Only the lines with "images" in the entries below belong in the answer; please copy them.

- Opening Delimiter -

//! Heartfield core engine: platform-agnostic heart particles, profiles, and config.

pub mod config;
pub mod field;
pub mod particle;
pub mod rng;

pub use config::{
    ConfigError, FieldConfig, HeartProfile, HeartStyle, ProfileKind, SampleRange, MAX_CAPACITY,
};
pub use field::{FieldStats, ParticleField};
pub use particle::{HeartOutline, Particle};
pub use rng::{RandomSource, SeededRandom};
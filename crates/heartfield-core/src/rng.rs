use rand::rngs::StdRng;
use rand::{Rng, SeedableRng};

/// Source of uniform draws in `[0, 1)`.
pub trait RandomSource {
    fn next_unit(&mut self) -> f32;
}

/// Deterministic source for a given seed.
#[derive(Debug, Clone)]
pub struct SeededRandom {
    rng: StdRng,
}

impl SeededRandom {
    pub fn new(seed: u64) -> Self {
        Self {
            rng: StdRng::seed_from_u64(seed),
        }
    }
}

impl RandomSource for SeededRandom {
    fn next_unit(&mut self) -> f32 {
        self.rng.gen::<f32>()
    }
}

#[cfg(test)]
mod tests {
    use super::*;

    #[test]
    fn same_seed_same_sequence() {
        let mut a = SeededRandom::new(99);
        let mut b = SeededRandom::new(99);
        for _ in 0..64 {
            let draw = a.next_unit();
            assert_eq!(draw, b.next_unit());
            assert!((0.0..1.0).contains(&draw));
        }
    }
}
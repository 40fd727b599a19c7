use heartfield_platform::{ImageElement, PageElement};
use tracing::{debug, info, warn};

use crate::cube::MemoryCube;

/// Full-size viewer for the cube's face images.
pub struct Lightbox {
    container: Box<dyn PageElement>,
    image: Box<dyn ImageElement>,
    open: bool,
}

impl Lightbox {
    pub fn new(container: Box<dyn PageElement>, image: Box<dyn ImageElement>) -> Self {
        Self {
            container,
            image,
            open: false,
        }
    }

    pub fn is_open(&self) -> bool {
        self.open
    }

    pub fn open(&mut self, face: &dyn ImageElement, cube: &mut MemoryCube) {
        let src = face.source();
        self.image.set_source(&src, &face.alt());
        self.set_display("flex");
        self.open = true;
        cube.keep_running();
        if let Err(err) = self.container.focus() {
            warn!("failed to focus lightbox: {err}");
        }
        info!("lightbox opened: {src}");
    }

    pub fn close(&mut self, cube: &mut MemoryCube) {
        if !self.open {
            debug!("lightbox already closed");
            return;
        }
        self.set_display("none");
        self.open = false;
        cube.keep_running();
        cube.focus();
        info!("lightbox closed");
    }

    fn set_display(&mut self, value: &str) {
        if let Err(err) = self.container.set_style("display", value) {
            warn!("failed to set lightbox display: {err}");
        }
    }
}
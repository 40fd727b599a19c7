use glam::Vec2;

#[derive(Debug, Clone, Copy, PartialEq, Eq)]
pub enum Key {
    Enter,
    Space,
    Escape,
    Other,
}

impl Key {
    /// Maps a DOM `KeyboardEvent.key` value.
    pub fn from_dom(key: &str) -> Self {
        match key {
            "Enter" => Key::Enter,
            " " | "Spacebar" => Key::Space,
            "Escape" | "Esc" => Key::Escape,
            _ => Key::Other,
        }
    }

    /// Enter and Space act like a click; their default action is suppressed.
    pub fn activates(self) -> bool {
        matches!(self, Key::Enter | Key::Space)
    }
}

/// Everything the page reacts to. Hosts translate their native events into
/// these and queue them; the page drains the queue at the start of a frame.
#[derive(Debug, Clone, PartialEq)]
pub enum PageEvent {
    /// The viewport changed; the new size is read from the viewport source.
    Resize,
    AudioToggleClicked,
    VolumeInput(f32),
    CubeClicked,
    CubeKey(Key),
    CubeTouchStart(Vec2),
    CubeTouchEnd(Vec2),
    FaceClicked(usize),
    FaceKey(usize, Key),
    LightboxCloseClicked,
    LightboxKey(Key),
}

#[cfg(test)]
mod tests {
    use super::*;

    #[test]
    fn dom_keys() {
        assert_eq!(Key::from_dom("Enter"), Key::Enter);
        assert_eq!(Key::from_dom(" "), Key::Space);
        assert_eq!(Key::from_dom("Escape"), Key::Escape);
        assert_eq!(Key::from_dom("a"), Key::Other);
        assert!(Key::Space.activates());
        assert!(!Key::Escape.activates());
    }
}
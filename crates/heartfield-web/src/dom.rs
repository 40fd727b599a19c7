use heartfield_platform::{ImageElement, MediaPlayback, PageElement, Result, ViewportSize, ViewportSource};
use tracing::warn;
use wasm_bindgen::closure::Closure;
use wasm_bindgen::{JsCast, JsValue};
use web_sys::{Document, HtmlAudioElement, HtmlElement, HtmlImageElement, Window};

use crate::error::{describe, js_error, WebError};

pub fn element_by_id<T: JsCast>(document: &Document, id: &str) -> std::result::Result<T, WebError> {
    document
        .get_element_by_id(id)
        .ok_or_else(|| WebError::MissingElement(format!("#{id}")))?
        .dyn_into::<T>()
        .map_err(|_| WebError::WrongType(format!("#{id}")))
}

pub fn query<T: JsCast>(document: &Document, selector: &str) -> std::result::Result<T, WebError> {
    document
        .query_selector(selector)?
        .ok_or_else(|| WebError::MissingElement(selector.to_string()))?
        .dyn_into::<T>()
        .map_err(|_| WebError::WrongType(selector.to_string()))
}

pub fn query_all<T: JsCast>(
    document: &Document,
    selector: &str,
) -> std::result::Result<Vec<T>, WebError> {
    let nodes = document.query_selector_all(selector)?;
    (0..nodes.length())
        .filter_map(|index| nodes.item(index))
        .map(|node| {
            node.dyn_into::<T>()
                .map_err(|_| WebError::WrongType(selector.to_string()))
        })
        .collect()
}

/// Any HTML element, images included.
pub struct DomElement<E = HtmlElement> {
    element: E,
}

pub type DomImage = DomElement<HtmlImageElement>;

impl<E> DomElement<E> {
    pub fn new(element: E) -> Self {
        Self { element }
    }
}

impl<E: AsRef<HtmlElement>> PageElement for DomElement<E> {
    fn set_text(&mut self, text: &str) {
        self.element.as_ref().set_text_content(Some(text));
    }

    fn set_attribute(&mut self, name: &str, value: &str) -> Result<()> {
        self.element
            .as_ref()
            .set_attribute(name, value)
            .map_err(js_error)
    }

    fn set_style(&mut self, property: &str, value: &str) -> Result<()> {
        self.element
            .as_ref()
            .style()
            .set_property(property, value)
            .map_err(js_error)
    }

    fn focus(&mut self) -> Result<()> {
        self.element.as_ref().focus().map_err(js_error)
    }

    fn force_layout(&self) {
        let _ = self.element.as_ref().offset_width();
    }
}

impl ImageElement for DomImage {
    fn source(&self) -> String {
        self.element.src()
    }

    fn alt(&self) -> String {
        self.element.alt()
    }

    fn set_source(&mut self, src: &str, alt: &str) {
        self.element.set_src(src);
        self.element.set_alt(alt);
    }
}

/// `<audio>` element. A refused `play()` rejects its promise later; that is
/// logged and otherwise ignored. One rejection handler serves every `play()`.
pub struct DomAudio {
    audio: HtmlAudioElement,
    on_refused: Closure<dyn FnMut(JsValue)>,
}

impl DomAudio {
    pub fn new(audio: HtmlAudioElement) -> Self {
        let on_refused = Closure::<dyn FnMut(JsValue)>::new(|err: JsValue| {
            warn!("playback refused: {}", describe(&err));
        });
        Self { audio, on_refused }
    }
}

impl MediaPlayback for DomAudio {
    fn play(&mut self) -> Result<()> {
        let promise = self.audio.play().map_err(js_error)?;
        let _ = promise.catch(&self.on_refused);
        Ok(())
    }

    fn pause(&mut self) -> Result<()> {
        self.audio.pause().map_err(js_error)
    }

    fn is_paused(&self) -> bool {
        self.audio.paused()
    }

    fn set_volume(&mut self, volume: f32) {
        self.audio.set_volume(volume as f64);
    }
}

/// `innerWidth` x `innerHeight`, read fresh on every call.
pub struct WindowViewport {
    window: Window,
}

impl WindowViewport {
    pub fn new(window: Window) -> Self {
        Self { window }
    }
}

impl ViewportSource for WindowViewport {
    fn viewport(&self) -> ViewportSize {
        let read = |value: std::result::Result<JsValue, JsValue>| {
            value.ok().and_then(|v| v.as_f64()).unwrap_or(0.0).max(0.0) as u32
        };
        ViewportSize::new(read(self.window.inner_width()), read(self.window.inner_height()))
    }
}
use thiserror::Error;
use wasm_bindgen::JsValue;

#[derive(Debug, Error)]
pub enum WebError {
    #[error("no global window")]
    NoWindow,
    #[error("window has no document")]
    NoDocument,
    #[error("missing element {0}")]
    MissingElement(String),
    #[error("element {0} has an unexpected type")]
    WrongType(String),
    #[error("2d context unavailable on {0}")]
    NoContext(String),
    #[error("page setup failed: {0}")]
    Setup(String),
    #[error("javascript error: {0}")]
    Js(String),
}

impl From<JsValue> for WebError {
    fn from(value: JsValue) -> Self {
        WebError::Js(describe(&value))
    }
}

pub(crate) fn describe(value: &JsValue) -> String {
    value.as_string().unwrap_or_else(|| format!("{value:?}"))
}

/// Boxes a JS exception for the platform trait signatures.
pub(crate) fn js_error(value: JsValue) -> Box<dyn std::error::Error + Send + Sync> {
    Box::new(WebError::from(value))
}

- Closing Delimiter -

Answer below
/// Full-size viewer for the cube's face images.
/// Any HTML element, images included.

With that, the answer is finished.